Over de toepassing van het heil - John Flavel (ca. 1630-1691) - 218
Hoofdstuk 33 – Het ongeloof gestraft (3)
En dit is het oordeel, dat het licht in de wereld gekomen is, en de mensen hebben de duisternis liever gehad dan het licht want hun werken waren boos. Johannes 3:19
Het zondigen tégen het licht wijst op liefde tot de zonde als zonde, tot de naakte zonde, zonder enige vermomming of bedekking. Bijna niets is voor een mens zo erg als wanneer hij door een beoordelingsfout denkt dat iets geoorloofd is, terwijl het in feite zondig is. Hij gaat niet alleen akkoord met de zonde als zonde, maar hij gaat er ook mee akkoord alsof het zijn plicht was, of althans zo dat het hem vrij stond dit te doen. Het is voor de satan bij veel mensen moeilijk hen ertoe te brengen dat ze een pure zonde zul len begaan, en daarom kleedt hij die in het gewaad van de plicht of de vrijheid. Daardoor misleidt hij de mens en brengt hij hem ertoe die zonde te begaan.

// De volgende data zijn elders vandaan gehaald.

use std::fmt;
use std::num::NonZeroU32;

use base64::{engine::general_purpose::STANDARD as BASE64, Engine as _};
use ring::aead::{self, Aad, BoundKey, Nonce, NonceSequence, UnboundKey, AES_256_GCM};
use ring::pbkdf2;
use ring::rand::{SecureRandom, SystemRandom};
use zeroize::{Zeroize, ZeroizeOnDrop};

use crate::types::errors::CryptoError;

/// AES-256-GCM key length in bytes.
pub const KEY_LENGTH: usize = 32;

/// AES-256-GCM nonce length in bytes.
pub const NONCE_LENGTH: usize = 12;

/// AES-256-GCM authentication tag length in bytes.
pub const TAG_LENGTH: usize = 16;

/// Default PBKDF2 iteration count for login password verifiers.
pub const PBKDF2_ITERATIONS: u32 = 100_000;

/// Salt length in bytes for PBKDF2.
const SALT_LENGTH: usize = 16;

/// PBKDF2-HMAC-SHA256 output length in bytes.
const HASH_LENGTH: usize = 32;

const VERIFIER_SCHEME: &str = "pbkdf2-sha256";

/// Authenticated encryption of a single credential secret.
pub trait CredentialCipherTrait {
    /// Seals `plaintext` under a fresh random nonce and returns
    /// base64(nonce || ciphertext || tag). Empty input yields an empty blob.
    fn encrypt(&self, plaintext: &str) -> Result<String, CryptoError>;

    /// Opens a blob produced by [`CredentialCipherTrait::encrypt`].
    /// Empty input yields an empty string.
    fn decrypt(&self, blob: &str) -> Result<String, CryptoError>;
}

/// A nonce sequence that yields exactly one nonce.
/// Used for one-shot sealing/opening operations.
struct SingleNonce {
    nonce: Option<[u8; NONCE_LENGTH]>,
}

impl SingleNonce {
    fn new(nonce_bytes: [u8; NONCE_LENGTH]) -> Self {
        Self {
            nonce: Some(nonce_bytes),
        }
    }
}

impl NonceSequence for SingleNonce {
    fn advance(&mut self) -> Result<Nonce, ring::error::Unspecified> {
        self.nonce
            .take()
            .map(Nonce::assume_unique_for_key)
            .ok_or(ring::error::Unspecified)
    }
}

/// AES-256-GCM cipher bound to one process-wide key.
///
/// The key is immutable after construction and wiped on drop, so a shared
/// reference can serve any number of concurrent readers.
#[derive(Zeroize, ZeroizeOnDrop)]
pub struct CredentialCipher {
    key: [u8; KEY_LENGTH],
    #[zeroize(skip)]
    rng: SystemRandom,
}

impl CredentialCipher {
    /// Creates a cipher from raw key bytes.
    ///
    /// # Errors
    /// Returns `CryptoError::Configuration` unless `key` is exactly 32 bytes.
    pub fn new(key: &[u8]) -> Result<Self, CryptoError> {
        if key.len() != KEY_LENGTH {
            return Err(CryptoError::Configuration(format!(
                "Key must be {} bytes, got {}",
                KEY_LENGTH,
                key.len()
            )));
        }

        let mut key_bytes = [0u8; KEY_LENGTH];
        key_bytes.copy_from_slice(key);

        Ok(Self {
            key: key_bytes,
            rng: SystemRandom::new(),
        })
    }

    fn unbound_key(&self) -> Result<UnboundKey, ring::error::Unspecified> {
        UnboundKey::new(&AES_256_GCM, &self.key)
    }
}

impl fmt::Debug for CredentialCipher {
    fn fmt(&self, f: &mut fmt::Formatter<'_>) -> fmt::Result {
        f.debug_struct("CredentialCipher")
            .field("key", &"<redacted>")
            .finish()
    }
}

impl CredentialCipherTrait for CredentialCipher {
    fn encrypt(&self, plaintext: &str) -> Result<String, CryptoError> {
        if plaintext.is_empty() {
            return Ok(String::new());
        }

        let mut nonce_bytes = [0u8; NONCE_LENGTH];
        self.rng
            .fill(&mut nonce_bytes)
            .map_err(|_| CryptoError::RandomGeneration("Failed to generate nonce".to_string()))?;

        let unbound_key = self
            .unbound_key()
            .map_err(|_| CryptoError::Encryption("Failed to create encryption key".to_string()))?;
        let mut sealing_key = aead::SealingKey::new(unbound_key, SingleNonce::new(nonce_bytes));

        let mut in_out = plaintext.as_bytes().to_vec();
        sealing_key
            .seal_in_place_append_tag(Aad::empty(), &mut in_out)
            .map_err(|_| CryptoError::Encryption("Encryption operation failed".to_string()))?;

        let mut blob = Vec::with_capacity(NONCE_LENGTH + in_out.len());
        blob.extend_from_slice(&nonce_bytes);
        blob.extend_from_slice(&in_out);
        in_out.zeroize();

        Ok(BASE64.encode(blob))
    }

    fn decrypt(&self, blob: &str) -> Result<String, CryptoError> {
        if blob.is_empty() {
            return Ok(String::new());
        }

        let raw = BASE64
            .decode(blob)
            .map_err(|e| CryptoError::Integrity(format!("invalid ciphertext encoding: {}", e)))?;

        if raw.len() < NONCE_LENGTH {
            return Err(CryptoError::Integrity(format!(
                "ciphertext too short: {} bytes",
                raw.len()
            )));
        }

        let (nonce, sealed) = raw.split_at(NONCE_LENGTH);
        let mut nonce_bytes = [0u8; NONCE_LENGTH];
        nonce_bytes.copy_from_slice(nonce);

        let unbound_key = self
            .unbound_key()
            .map_err(|_| CryptoError::Integrity("Failed to create decryption key".to_string()))?;
        let mut opening_key = aead::OpeningKey::new(unbound_key, SingleNonce::new(nonce_bytes));

        let mut in_out = sealed.to_vec();
        let plaintext = opening_key
            .open_in_place(Aad::empty(), &mut in_out)
            .map_err(|_| {
                CryptoError::Integrity("invalid key or corrupted data".to_string())
            })?
            .to_vec();
        in_out.zeroize();

        String::from_utf8(plaintext)
            .map_err(|_| CryptoError::Integrity("plaintext is not valid UTF-8".to_string()))
    }
}

/// PBKDF2-HMAC-SHA256 password verifiers for account login.
///
/// Verifiers are encoded as `pbkdf2-sha256$<iterations>$<salt>$<hash>` with
/// base64 salt and hash, so the iteration count can change without
/// invalidating existing accounts.
pub struct PasswordHasher {
    iterations: NonZeroU32,
    rng: SystemRandom,
}

impl PasswordHasher {
    /// Creates a hasher using [`PBKDF2_ITERATIONS`].
    pub fn new() -> Self {
        Self::with_iterations(PBKDF2_ITERATIONS)
    }

    /// Creates a hasher with a custom iteration count (clamped to at least 1).
    pub fn with_iterations(iterations: u32) -> Self {
        Self {
            iterations: NonZeroU32::new(iterations).unwrap_or(NonZeroU32::MIN),
            rng: SystemRandom::new(),
        }
    }

    /// Derives a fresh verifier for `password` under a random salt.
    pub fn hash(&self, password: &str) -> Result<String, CryptoError> {
        let mut salt = [0u8; SALT_LENGTH];
        self.rng
            .fill(&mut salt)
            .map_err(|_| CryptoError::RandomGeneration("Failed to generate salt".to_string()))?;

        let mut hash = [0u8; HASH_LENGTH];
        pbkdf2::derive(
            pbkdf2::PBKDF2_HMAC_SHA256,
            self.iterations,
            &salt,
            password.as_bytes(),
            &mut hash,
        );

        Ok(format!(
            "{}${}${}${}",
            VERIFIER_SCHEME,
            self.iterations,
            BASE64.encode(salt),
            BASE64.encode(hash)
        ))
    }

    /// Checks `password` against an encoded verifier in constant time.
    ///
    /// Malformed verifiers never match.
    pub fn verify(&self, password: &str, verifier: &str) -> bool {
        let mut parts = verifier.split('$');
        let (Some(scheme), Some(iterations), Some(salt), Some(hash), None) = (
            parts.next(),
            parts.next(),
            parts.next(),
            parts.next(),
            parts.next(),
        ) else {
            return false;
        };

        if scheme != VERIFIER_SCHEME {
            return false;
        }
        let Some(iterations) = iterations.parse::<u32>().ok().and_then(NonZeroU32::new) else {
            return false;
        };
        let (Ok(salt), Ok(hash)) = (BASE64.decode(salt), BASE64.decode(hash)) else {
            return false;
        };

        pbkdf2::verify(
            pbkdf2::PBKDF2_HMAC_SHA256,
            iterations,
            &salt,
            password.as_bytes(),
            &hash,
        )
        .is_ok()
    }
}

impl Default for PasswordHasher {
    fn default() -> Self {
        Self::new()
    }
}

Als evenwel bij een mens het licht in het geweten schijnt en hem ervan overtuigt dat de weg die hij bewandelt de weg der zonde is, die rechtstreeks ingaat tegen de geopenbaarde wil van God; als het licht de zonde voor het oog van het geweten naakt uitkleedt, zodat de mens geen bedekking of excuus meer heeft en hij daarin dan toch wil volharden - dan zeg ik dat dit aangeeft dat zo’n ziel de zonde als zonde liefheeft. Welnu, wanneer een mens de genade als genade liefheeft, is dat een vaste grond die bewijst dat zijn genade echt is. Dan is echter het tegendeel ook waar: als iemand de zonde als zonde lief heeft, bewijst dat niet alleen dat hij in de zonde is, maar ook dat hij helemaal vooraan staat, in de voorste gelederen van de zondaars.

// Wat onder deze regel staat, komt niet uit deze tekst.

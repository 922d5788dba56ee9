use std::fmt;
use std::str::FromStr;

use serde::{Deserialize, Serialize};

/// Role of an account.
#[derive(Debug, Clone, Copy, PartialEq, Eq, Serialize, Deserialize)]
#[serde(rename_all = "lowercase")]
pub enum Role {
    User,
    Admin,
}

impl Role {
    pub fn as_str(&self) -> &'static str {
        match self {
            Role::User => "user",
            Role::Admin => "admin",
        }
    }
}

impl fmt::Display for Role {
    fn fmt(&self, f: &mut fmt::Formatter<'_>) -> fmt::Result {
        f.write_str(self.as_str())
    }
}

impl FromStr for Role {
    type Err = String;

    fn from_str(s: &str) -> Result<Self, Self::Err> {
        match s {
            "user" => Ok(Role::User),
            "admin" => Ok(Role::Admin),
            other => Err(format!("unknown role: {}", other)),
        }
    }
}

/// A registered account, including its password verifier.
#[derive(Debug, Clone)]
pub struct User {
    pub id: String,
    pub email: String,
    pub password_hash: String,
    pub role: Role,
    pub created_at: i64,
    pub updated_at: i64,
}

impl User {
    pub fn is_admin(&self) -> bool {
        self.role == Role::Admin
    }

    pub fn to_public(&self) -> PublicUser {
        PublicUser {
            id: self.id.clone(),
            email: self.email.clone(),
            role: self.role,
            created_at: self.created_at,
        }
    }
}

/// User data safe to hand to clients.
#[derive(Debug, Clone, PartialEq, Serialize, Deserialize)]
pub struct PublicUser {
    pub id: String,
    pub email: String,
    pub role: Role,
    pub created_at: i64,
}

/// Claims carried by a session token.
#[derive(Debug, Clone, PartialEq, Serialize, Deserialize)]
pub struct Claims {
    /// User id.
    pub sub: String,
    pub email: String,
    pub role: Role,
    pub iat: i64,
    pub exp: i64,
}

/// Result of a successful register or login.
#[derive(Debug, Clone, Serialize, Deserialize)]
pub struct AuthResponse {
    pub token: String,
    pub user: PublicUser,
}

/// Aggregate counts for the admin dashboard.
#[derive(Debug, Clone, Copy, PartialEq, Eq, Serialize, Deserialize)]
pub struct Stats {
    pub total_users: i64,
    pub total_credentials: i64,
}
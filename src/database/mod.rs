//! WiFi QR database layer.
//!
//! Provides SQLite connection management and schema migrations.
//!
//! # Usage
//!
//! ```no_run
//! use wifiqr::database::Database;
//!
//! // Open a persistent database
//! let db = Database::open("wifiqr.db").expect("failed to open database");
//!
//! // Or use an in-memory database for testing
//! let db = Database::open_in_memory().expect("failed to open in-memory database");
//!
//! // Access the underlying connection for queries
//! let conn = db.connection();
//! ```

pub mod connection;
pub mod migrations;

pub use connection::Database;
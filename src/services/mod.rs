// WiFi QR services
// Services provide the core functionality: cipher, QR encoding, credential access, auth and admin views.

pub mod admin_service;
pub mod auth_service;
pub mod credential_service;
pub mod crypto_service;
pub mod qr_encoder;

Hoe meer licht er is, hoe helderder het licht is, waaronder en waartegen de mens in de zonde volhardt, des te meer moeten we van zo iemand veronderstellen dat het geweten door zó te zondigen wordt verwaarloosd en geschonden. Het is een vaste regel: Als het geweten heel erg wordt geschonden, is dat de grootste zonde. Het geweten is een edel en zeer gevoelig deel van de mensenziel. Het is in de ziel als het oog in het lichaam: heel gevoelig voor de minste kwetsuur. Een wond in het geweten is als een klap op het oog.
Niets brengt echter het geweten een grotere slag toe, niets verwaarloost en vernielt het geweten méér dan het zondigen tégen het licht. Dat doet het geweten rechtstreeks geweld aan en brengt aan deze edele kracht, Gods stedehouder, een vreselijke steekwond toe.

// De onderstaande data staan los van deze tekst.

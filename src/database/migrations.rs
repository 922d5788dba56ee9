//! Schema migrations for the WiFi QR SQLite database.
//!
//! Uses a `schema_version` table to track which migrations have been applied.
//! Each migration runs exactly once and is recorded with a timestamp.

use rusqlite::Connection;

/// Current schema version. Bump this when adding a new migration.
pub const CURRENT_SCHEMA_VERSION: i32 = 1;

/// Returns the current schema version from the database (0 if table doesn't exist).
pub fn get_schema_version(conn: &Connection) -> i32 {
    conn.query_row(
        "SELECT COALESCE(MAX(version), 0) FROM schema_version",
        [],
        |row| row.get(0),
    )
    .unwrap_or(0)
}

/// Runs all pending schema migrations against the provided connection.
///
/// Migrations are versioned: each runs exactly once and is recorded in
/// the `schema_version` table. Safe to call on every startup.
///
/// # Errors
/// Returns `rusqlite::Error` if any SQL statement fails.
pub fn run_all(conn: &Connection) -> Result<(), rusqlite::Error> {
    // Foreign keys must be on for the user -> credential cascade.
    conn.execute_batch(
        "PRAGMA journal_mode = WAL;
         PRAGMA foreign_keys = ON;
         CREATE TABLE IF NOT EXISTS schema_version (
             version INTEGER PRIMARY KEY,
             applied_at INTEGER NOT NULL,
             description TEXT NOT NULL
         );",
    )?;

    let current = get_schema_version(conn);

    if current < 1 {
        migration_v1(conn)?;
        record_version(conn, 1, "Initial schema: users and wifi_credentials")?;
    }

    Ok(())
}

fn record_version(conn: &Connection, version: i32, description: &str) -> Result<(), rusqlite::Error> {
    let now = std::time::SystemTime::now()
        .duration_since(std::time::UNIX_EPOCH)
        .unwrap_or_default()
        .as_secs() as i64;
    conn.execute(
        "INSERT OR IGNORE INTO schema_version (version, applied_at, description) VALUES (?1, ?2, ?3)",
        rusqlite::params![version, now, description],
    )?;
    Ok(())
}

/// V1: users and their WiFi credentials.
fn migration_v1(conn: &Connection) -> Result<(), rusqlite::Error> {
    conn.execute_batch(
        "
        CREATE TABLE IF NOT EXISTS users (
            id TEXT PRIMARY KEY,
            email TEXT NOT NULL UNIQUE,
            password_hash TEXT NOT NULL,
            role TEXT NOT NULL DEFAULT 'user',
            created_at INTEGER NOT NULL,
            updated_at INTEGER NOT NULL
        );

        CREATE TABLE IF NOT EXISTS wifi_credentials (
            id TEXT PRIMARY KEY,
            owner_id TEXT NOT NULL,
            ssid TEXT NOT NULL,
            encrypted_password TEXT NOT NULL DEFAULT '',
            security_type TEXT NOT NULL,
            is_hidden INTEGER NOT NULL DEFAULT 0,
            qr_code_data TEXT NOT NULL,
            created_at INTEGER NOT NULL,
            updated_at INTEGER NOT NULL,
            FOREIGN KEY (owner_id) REFERENCES users(id) ON DELETE CASCADE
        );

        CREATE INDEX IF NOT EXISTS idx_wifi_credentials_owner ON wifi_credentials(owner_id);
        CREATE INDEX IF NOT EXISTS idx_wifi_credentials_created ON wifi_credentials(created_at);
        ",
    )
}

Zo zien we dat het eerste wordt bewezen: het licht legt een diepe schuld in de zonde en verzwaart de zonde.
Het tweede. Laten we nu eens onderzoeken waarom de zonde, die zo door het licht wordt verzwaard, de mens aan een zwaarder oordeel onderwerpt. Immers, er is geen enkele discussie over dat dit gebeurt; dat is de vraag niet. Anders zou de apostel in 2 Petrus 2:21 over degenen die tégen het licht zondigen, niet hebben gezegd dat het voor hen beter zou zijn geweest als zij de weg der gerechtigheid niet hadden gekend.
Evenmin zou Christus tegen de inwoners van Chórazin en Bethsáïda hebben gezegd dat het voor Tyrus en Sidon verdraaglijker zou zijn in de dag des oordeels dan voor hen.
Daar zijn twee redenen voor: een aan Gods kant en een aan de kant van de mens.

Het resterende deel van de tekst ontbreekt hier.